Public Funds for Private Institutions

Vouchers defund public schools in two ways. First, they use state public education funds for private institutions. Second, they decrease public school enrollment. This results in a decrease in funding to school districts because state dollars for public schools are based on enrollment. This year, the Georgia General Assembly budgeted $141 million in public funds for the state’s latest voucher program, the Georgia Promise Scholarship (GPS). These funds help eligible students and families pay for private school tuition through $6,500 vouchers. In the first three weeks, the Georgia Student Finance Commission received over 7,400 applications and will potentially fund over 21,000 vouchers to eligible students. There are over 1.7 million students in the state of Georgia.

The GPS is one of three voucher programs and diverts 1% of QBE funds ($141 million) to private schools. Vouchers like GPS make it difficult for schools to handle more fixed costs (operation and maintenance, interest on debt, payments to state and local governments), as school enrollments decline. In 2008-2021, a total of $1.3 billion was diverted by Georgia’s voucher programs even while Georgia underfunded the QBE formula during 20032018.

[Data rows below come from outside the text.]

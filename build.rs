//
// Copyright (c) 2024 Oracle and/or its affiliates. All rights reserved.
//
// Licensed under the Universal Permissive License v 1.0 as shown at
//  https://oss.oracle.com/licenses/upl/
//
fn main() {
    // Driver version string for error messages and the http User-Agent header
    let out_dir = std::env::var_os("OUT_DIR").unwrap();
    let version = env!("CARGO_PKG_VERSION");
    let ua = format!(
        "ArangoDB-RustDriver/{} (rust{}; {}/{})",
        version,
        rustc_version::version().unwrap(),
        std::env::consts::ARCH,
        std::env::consts::OS
    );
    let code = format!(
        "const USER_AGENT: &str = \"{}\";\nconst DRIVER_VERSION: &str = \"{}\";\n",
        ua, version
    );
    let dest_path = std::path::Path::new(&out_dir).join("ua.rs");
    std::fs::write(&dest_path, &code).unwrap();
    println!("cargo::rerun-if-changed=build.rs");
}
impl State {
    fn route(&mut self, req: &Request) -> Outcome {
        let method = req.method().as_str().to_string();
        self.requests.push((method.clone(), req.path().to_string()));

        let prefix = format!("/_db/{}/", DATABASE);
        let Some(api) = req.path().strip_prefix(&prefix) else {
            return Outcome::Reply(404, error_body(404, 1228, "database not found"));
        };
        let parts: Vec<&str> = api.split('/').collect();
        let body: Value = match req.body() {
            Some(b) => match serde_json::from_slice(b) {
                Ok(v) => v,
                Err(_) => return Outcome::Reply(400, error_body(400, 600, "invalid json")),
            },
            None => Value::Null,
        };
        match (method.as_str(), parts.as_slice()) {
            ("GET", ["_api", "document", col, key]) => self.read_one(col, key),
            ("PUT", ["_api", "document", col]) if req.param("onlyget") == Some("true") => {
                self.read_many(col, &body)
            }
            ("POST", ["_api", "document", col]) => self.create(col, &body, req),
            ("PATCH", ["_api", "document", col]) => self.update(col, &body, req),
            ("DELETE", ["_api", "document", col, key]) => self.delete_one(col, key, req),
            ("DELETE", ["_api", "document", col]) => self.delete_many(col, &body, req),
            ("GET", ["_api", "collection", col, "shards"]) => self.shards(col),
            ("POST", ["_api", "cursor"]) => self.create_cursor(&body),
            ("PUT", ["_api", "cursor", id]) => {
                if let Some(f) = self.fetch_fault.take() {
                    return Outcome::Fail(f);
                }
                self.next_batch(id)
            }
            ("DELETE", ["_api", "cursor", id]) => {
                if let Some(f) = self.dispose_fault.take() {
                    return Outcome::Fail(f);
                }
                match self.cursors.remove(*id) {
                    Some(_) => Outcome::Reply(202, json!({"id": id, "error": false, "code": 202})),
                    None => Outcome::Reply(404, error_body(404, 1600, "cursor not found")),
                }
            }
            _ => Outcome::Reply(405, error_body(405, 405, "method not supported")),
        }
    }

    fn next_id(&mut self) -> u64 {
        self.next_id += 1;
        self.next_id
    }

    fn collection_missing(col: &str) -> Outcome {
        Outcome::Reply(
            404,
            error_body(404, 1203, &format!("collection or view not found: {}", col)),
        )
    }

    /// Insert one document, returning its metadata or an item error.
    fn store(&mut self, col: &str, mut d: Map<String, Value>) -> Value {
        let id = self.next_id();
        let Some(c) = self.collections.get_mut(col) else {
            return item_error(1203, "collection not found");
        };
        let key = match d.get("_key").and_then(Value::as_str) {
            Some(k) => k.to_string(),
            None => id.to_string(),
        };
        if c.find(&key).is_some() {
            return item_error(1210, "unique constraint violated");
        }
        d.insert("_key".to_string(), json!(key));
        d.insert("_id".to_string(), json!(format!("{}/{}", col, key)));
        d.insert("_rev".to_string(), json!(format!("_r{}", id)));
        let meta = Collection::meta(&d);
        c.docs.push(d);
        Value::Object(meta)
    }

    fn read_one(&self, col: &str, key: &str) -> Outcome {
        let Some(c) = self.collections.get(col) else {
            return Self::collection_missing(col);
        };
        match c.find(key) {
            Some(i) => Outcome::Reply(200, Value::Object(c.docs[i].clone())),
            None => Outcome::Reply(404, error_body(404, 1202, "document not found")),
        }
    }

    fn read_many(&self, col: &str, body: &Value) -> Outcome {
        let Some(c) = self.collections.get(col) else {
            return Self::collection_missing(col);
        };
        let keys = body.as_array().cloned().unwrap_or_default();
        let out: Vec<Value> = keys
            .iter()
            .map(|k| match k.as_str().and_then(|k| c.find(k)) {
                Some(i) => Value::Object(c.docs[i].clone()),
                None => item_error(1202, "document not found"),
            })
            .collect();
        Outcome::Reply(200, Value::Array(out))
    }

    fn create(&mut self, col: &str, body: &Value, req: &Request) -> Outcome {
        if !self.collections.contains_key(col) {
            return Self::collection_missing(col);
        }
        let return_new = req.param("returnNew") == Some("true");
        let silent = req.param("silent") == Some("true");
        let docs = body.as_array().cloned().unwrap_or_default();
        let mut out = Vec::new();
        for d in docs {
            let Value::Object(d) = d else {
                out.push(item_error(1227, "document must be an object"));
                continue;
            };
            let mut res = self.store(col, d);
            if res.get("error").is_none() && return_new {
                if let Some(key) = res.get("_key").and_then(Value::as_str) {
                    let c = &self.collections[col];
                    let stored = c.find(key).map(|i| Value::Object(c.docs[i].clone()));
                    res["new"] = stored.unwrap_or(Value::Null);
                }
            }
            if !silent || res.get("error").is_some() {
                out.push(res);
            }
        }
        Outcome::Reply(202, Value::Array(out))
    }

    fn update(&mut self, col: &str, body: &Value, req: &Request) -> Outcome {
        if !self.collections.contains_key(col) {
            return Self::collection_missing(col);
        }
        let return_old = req.param("returnOld") == Some("true");
        let return_new = req.param("returnNew") == Some("true");
        let silent = req.param("silent") == Some("true");
        let keep_null = req.param("keepNull") != Some("false");
        let patches = body.as_array().cloned().unwrap_or_default();
        let mut out = Vec::new();
        for p in patches {
            let rev = format!("_r{}", self.next_id());
            let c = self.collections.get_mut(col).unwrap();
            let found = p
                .get("_key")
                .and_then(Value::as_str)
                .and_then(|k| c.find(k));
            let Some(i) = found else {
                out.push(item_error(1202, "document not found"));
                continue;
            };
            let old = c.docs[i].clone();
            let doc = &mut c.docs[i];
            if let Value::Object(p) = p {
                for (k, v) in p {
                    if k.starts_with('_') {
                        continue;
                    }
                    if v.is_null() && !keep_null {
                        doc.remove(&k);
                    } else {
                        doc.insert(k, v);
                    }
                }
            }
            let old_rev = doc.get("_rev").cloned().unwrap_or(Value::Null);
            doc.insert("_rev".to_string(), json!(rev));
            let mut res = Collection::meta(doc);
            res.insert("_oldRev".to_string(), old_rev);
            if return_old {
                res.insert("old".to_string(), Value::Object(old));
            }
            if return_new {
                res.insert("new".to_string(), Value::Object(doc.clone()));
            }
            if !silent {
                out.push(Value::Object(res));
            }
        }
        Outcome::Reply(202, Value::Array(out))
    }

    fn delete_one(&mut self, col: &str, key: &str, req: &Request) -> Outcome {
        let Some(c) = self.collections.get_mut(col) else {
            return Self::collection_missing(col);
        };
        let Some(i) = c.find(key) else {
            return Outcome::Reply(404, error_body(404, 1202, "document not found"));
        };
        let if_match = req
            .headers()
            .iter()
            .find(|(k, _)| k.eq_ignore_ascii_case("if-match"))
            .map(|(_, v)| v.as_str());
        if let Some(rev) = if_match {
            if c.docs[i].get("_rev").and_then(Value::as_str) != Some(rev) {
                return Outcome::Reply(412, error_body(412, 1200, "conflict, _rev values do not match"));
            }
        }
        let old = c.docs.remove(i);
        if req.param("silent") == Some("true") {
            return Outcome::Reply(200, json!({}));
        }
        let mut res = Collection::meta(&old);
        if req.param("returnOld") == Some("true") {
            res.insert("old".to_string(), Value::Object(old));
        }
        Outcome::Reply(200, Value::Object(res))
    }

    fn delete_many(&mut self, col: &str, body: &Value, req: &Request) -> Outcome {
        let Some(c) = self.collections.get_mut(col) else {
            return Self::collection_missing(col);
        };
        let return_old = req.param("returnOld") == Some("true");
        let silent = req.param("silent") == Some("true");
        let keys = body.as_array().cloned().unwrap_or_default();
        let mut out = Vec::new();
        for k in keys {
            let key = match &k {
                Value::String(s) => Some(s.clone()),
                Value::Object(o) => o.get("_key").and_then(Value::as_str).map(str::to_string),
                _ => None,
            };
            let Some(i) = key.and_then(|k| c.find(&k)) else {
                out.push(item_error(1202, "document not found"));
                continue;
            };
            let old = c.docs.remove(i);
            if silent {
                continue;
            }
            let mut res = Collection::meta(&old);
            if return_old {
                res.insert("old".to_string(), Value::Object(old));
            }
            out.push(Value::Object(res));
        }
        Outcome::Reply(200, Value::Array(out))
    }

    fn shards(&self, col: &str) -> Outcome {
        let Some(c) = self.collections.get(col) else {
            return Self::collection_missing(col);
        };
        let mut shards = Map::new();
        for (i, s) in c.shards.iter().enumerate() {
            shards.insert(
                s.clone(),
                json!([format!("PRMR-{}", i + 1), format!("PRMR-{}", i + 2)]),
            );
        }
        Outcome::Reply(
            200,
            json!({
                "error": false,
                "code": 200,
                "id": "4711",
                "name": col,
                "shards": shards,
                "numberOfShards": c.shards.len(),
                "shardKeys": ["_key"],
                "shardingStrategy": "hash",
                "replicationFactor": 2,
                "writeConcern": 1,
            }),
        )
    }

    fn create_cursor(&mut self, body: &Value) -> Outcome {
        let query = body["query"].as_str().unwrap_or_default();
        let bind_vars = body.get("bindVars").cloned().unwrap_or(json!({}));
        let col = match bind_vars.get("@col").and_then(Value::as_str) {
            Some(c) => c.to_string(),
            None => {
                // "FOR d IN name ..."
                let words: Vec<&str> = query.split_whitespace().collect();
                match words.iter().position(|w| w.eq_ignore_ascii_case("IN")) {
                    Some(i) if i + 1 < words.len() => words[i + 1].to_string(),
                    _ => return Outcome::Reply(400, error_body(400, 1501, "syntax error")),
                }
            }
        };
        let Some(c) = self.collections.get(&col) else {
            return Self::collection_missing(&col);
        };
        let options = body.get("options").cloned().unwrap_or(json!({}));

        let shard_ids: Vec<String> = options
            .get("shardIds")
            .and_then(Value::as_array)
            .map(|a| a.iter().filter_map(|s| s.as_str().map(str::to_string)).collect())
            .unwrap_or_default();
        if let Some(bad) = shard_ids.iter().find(|s| !c.shards.contains(*s)) {
            return Self::collection_missing(bad);
        }

        let rules: Vec<String> = options["optimizer"]["rules"]
            .as_array()
            .map(|a| a.iter().filter_map(|s| s.as_str().map(str::to_string)).collect())
            .unwrap_or_default();
        let rules = match OptimizerRules::parse(&rules) {
            Ok(r) => r,
            Err(e) => return Outcome::Reply(400, error_body(400, 10, &e.message)),
        };
        let profile = options["profile"].as_u64().unwrap_or(0);

        let attr = bind_vars.get("attr").and_then(Value::as_str);
        let results: VecDeque<Value> = c
            .docs
            .iter()
            .filter(|d| {
                if shard_ids.is_empty() {
                    return true;
                }
                let key = d.get("_key").and_then(Value::as_str).unwrap_or_default();
                shard_ids.iter().any(|s| s == c.shard_of(key))
            })
            .map(|d| match attr {
                Some(a) => d.get(a).cloned().unwrap_or(Value::Null),
                None => Value::Object(d.clone()),
            })
            .collect();
        let total = results.len();

        let mut extra = Map::new();
        if profile >= 1 {
            extra.insert(
                "profile".to_string(),
                json!({"initializing": 0.0001, "parsing": 0.0002, "executing": 0.001}),
            );
        }
        if profile >= 2 {
            let catalog = rule_catalog();
            extra.insert(
                "plan".to_string(),
                json!({
                    "rules": rules.apply(&catalog),
                    "estimatedCost": total as f64 + 1.0,
                    "estimatedNrItems": total,
                    "nodes": [{"type": "SingletonNode"}, {"type": "EnumerateCollectionNode"}],
                    "collections": [{"name": col, "type": "read"}],
                }),
            );
        }
        extra.insert("warnings".to_string(), json!([]));

        let batch_size = body["batchSize"].as_u64().unwrap_or(1000).max(1) as usize;
        let mut cursor = FakeCursor {
            pending: results,
            batch_size,
        };
        let id = if cursor.pending.len() > batch_size {
            Some(self.next_id().to_string())
        } else {
            None
        };
        let mut reply = Self::batch(id.as_deref(), &mut cursor, extra);
        if body["count"].as_bool() == Some(true) {
            reply["count"] = json!(total);
        }
        if let Some(id) = id {
            self.cursors.insert(id, cursor);
        }
        Outcome::Reply(201, reply)
    }

    fn next_batch(&mut self, id: &str) -> Outcome {
        let Some(cursor) = self.cursors.get_mut(id) else {
            return Outcome::Reply(404, error_body(404, 1600, "cursor not found"));
        };
        let reply = Self::batch(Some(id), cursor, Map::new());
        if cursor.pending.is_empty() {
            self.cursors.remove(id);
        }
        Outcome::Reply(200, reply)
    }

    fn batch(id: Option<&str>, cursor: &mut FakeCursor, mut extra: Map<String, Value>) -> Value {
        let n = cursor.batch_size.min(cursor.pending.len());
        let result: Vec<Value> = cursor.pending.drain(..n).collect();
        let has_more = !cursor.pending.is_empty();
        extra.insert(
            "stats".to_string(),
            json!({"writesExecuted": 0, "writesIgnored": 0, "scannedFull": n, "scannedIndex": 0,
                   "filtered": 0, "httpRequests": 0, "executionTime": 0.0005, "peakMemoryUsage": 2048}),
        );
        let mut reply = json!({
            "result": result,
            "hasMore": has_more,
            "cached": false,
            "extra": extra,
            "error": false,
            "code": 201,
        });
        if let Some(id) = id {
            reply["id"] = json!(id);
        }
        reply
    }
}
//
// Copyright (c) 2024, 2025 Oracle and/or its affiliates. All rights reserved.
//
// Licensed under the Universal Permissive License v 1.0 as shown at
//  https://oss.oracle.com/licenses/upl/
//
use ini::Ini;
use std::path::PathBuf;
use std::time::Duration;

use crate::error::{ia_err, DriverError};

const ENDPOINT: &str = "endpoint";
const DATABASE: &str = "database";
const USERNAME: &str = "username";
const PASSWORD: &str = "password";
const JWT: &str = "jwt";
const CA_CERT: &str = "ca_cert";
const ACCEPT_INVALID_CERTS: &str = "accept_invalid_certs";
const TIMEOUT_MS: &str = "timeout_ms";

/// Connection settings read from one profile of an INI config file.
///
/// Every field is optional; only the keys present in the profile are set.
#[derive(Debug, Clone, Default, PartialEq)]
pub(crate) struct ConfigProfile {
    pub(crate) endpoint: Option<String>,
    pub(crate) database: Option<String>,
    pub(crate) username: Option<String>,
    pub(crate) password: Option<String>,
    pub(crate) jwt: Option<String>,
    pub(crate) ca_cert: Option<String>,
    pub(crate) accept_invalid_certs: bool,
    pub(crate) timeout: Option<Duration>,
}

/// Expand a leading `~/` to the current user's home directory.
pub(crate) fn expand_user_home(file_path: &str) -> Result<String, DriverError> {
    if file_path.starts_with("~/") || file_path.starts_with("~\\") {
        let Some(home_dir) = dirs::home_dir() else {
            return ia_err!("cannot expand '{}': no home directory", file_path);
        };
        let full_path = home_dir.join(PathBuf::from(correct_path(&file_path[2..])));
        return Ok(format!("{}", full_path.display()));
    }
    Ok(file_path.to_string())
}

fn correct_path(file_path: &str) -> String {
    if cfg!(target_os = "windows") {
        file_path.replace('/', "\\")
    } else {
        file_path.to_string()
    }
}

pub(crate) fn file_to_string(filename: &str) -> Result<String, DriverError> {
    let path = expand_user_home(filename)?;
    match std::fs::read_to_string(&path) {
        Ok(s) => Ok(s),
        Err(e) => ia_err!("error reading file '{}': {}", path, e.to_string()),
    }
}

/// Read `username=` and `password=` lines from a credentials file.
pub(crate) fn read_credentials(filename: &str) -> Result<(String, String), DriverError> {
    let mut user = String::new();
    let mut pass = String::new();
    let data = file_to_string(filename)?;
    for line in data.lines() {
        if let Some((k, v)) = line.split_once('=') {
            match k.trim() {
                USERNAME => user = v.trim().to_string(),
                PASSWORD => pass = v.trim().to_string(),
                _ => {}
            }
        }
    }
    if user.is_empty() {
        return ia_err!("username field missing from auth file {}", filename);
    }
    Ok((user, pass))
}

pub(crate) fn load_profile(config_file: &str, profile: &str) -> Result<ConfigProfile, DriverError> {
    tracing::debug!(
        "reading connection profile '{}' from {}",
        profile,
        config_file
    );
    let file_path = expand_user_home(config_file)?;
    let config = match Ini::load_from_file(&file_path) {
        Ok(c) => c,
        Err(e) => {
            return ia_err!(
                "error reading config file '{}': {}",
                file_path,
                e.to_string()
            );
        }
    };
    let Some(props) = config.section(Some(profile)) else {
        return ia_err!(
            "error reading config file '{}': missing profile '{}'",
            file_path,
            profile
        );
    };

    let get = |k: &str| props.get(k).map(|v| v.to_string());
    let mut p = ConfigProfile {
        endpoint: get(ENDPOINT),
        database: get(DATABASE),
        username: get(USERNAME),
        password: get(PASSWORD),
        jwt: get(JWT),
        ca_cert: get(CA_CERT),
        ..Default::default()
    };
    if let Some(v) = props.get(ACCEPT_INVALID_CERTS) {
        let lv = v.to_lowercase();
        p.accept_invalid_certs = lv == "true" || lv == "1";
    }
    if let Some(v) = props.get(TIMEOUT_MS) {
        match v.parse::<u64>() {
            Ok(ms) => p.timeout = Some(Duration::from_millis(ms)),
            Err(_) => {
                return ia_err!(
                    "error reading config file '{}': '{}' is not a number of milliseconds",
                    file_path,
                    TIMEOUT_MS
                );
            }
        }
    }
    if p.password.is_some() && p.username.is_none() {
        return ia_err!(
            "error reading config file '{}': '{}' given without '{}'",
            file_path,
            PASSWORD,
            USERNAME
        );
    }
    Ok(p)
}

The impact of vouchers can also be roughly measured through “fiscal externality,” a measure of how much per pupil funds are reduced because of an enrollment drop. In the first year of GPS, assuming that about 20% of students who obtain a GPS voucher are public school students who leave to attend private schools, school districts will have to spend between $12 and $61 more per each student who remains to continue to maintain the same level of services, like classroom instruction, that public school students received before voucher students left. Averaged across all Georgia students, the GPS could cost $30 more per student to maintain the same level of services.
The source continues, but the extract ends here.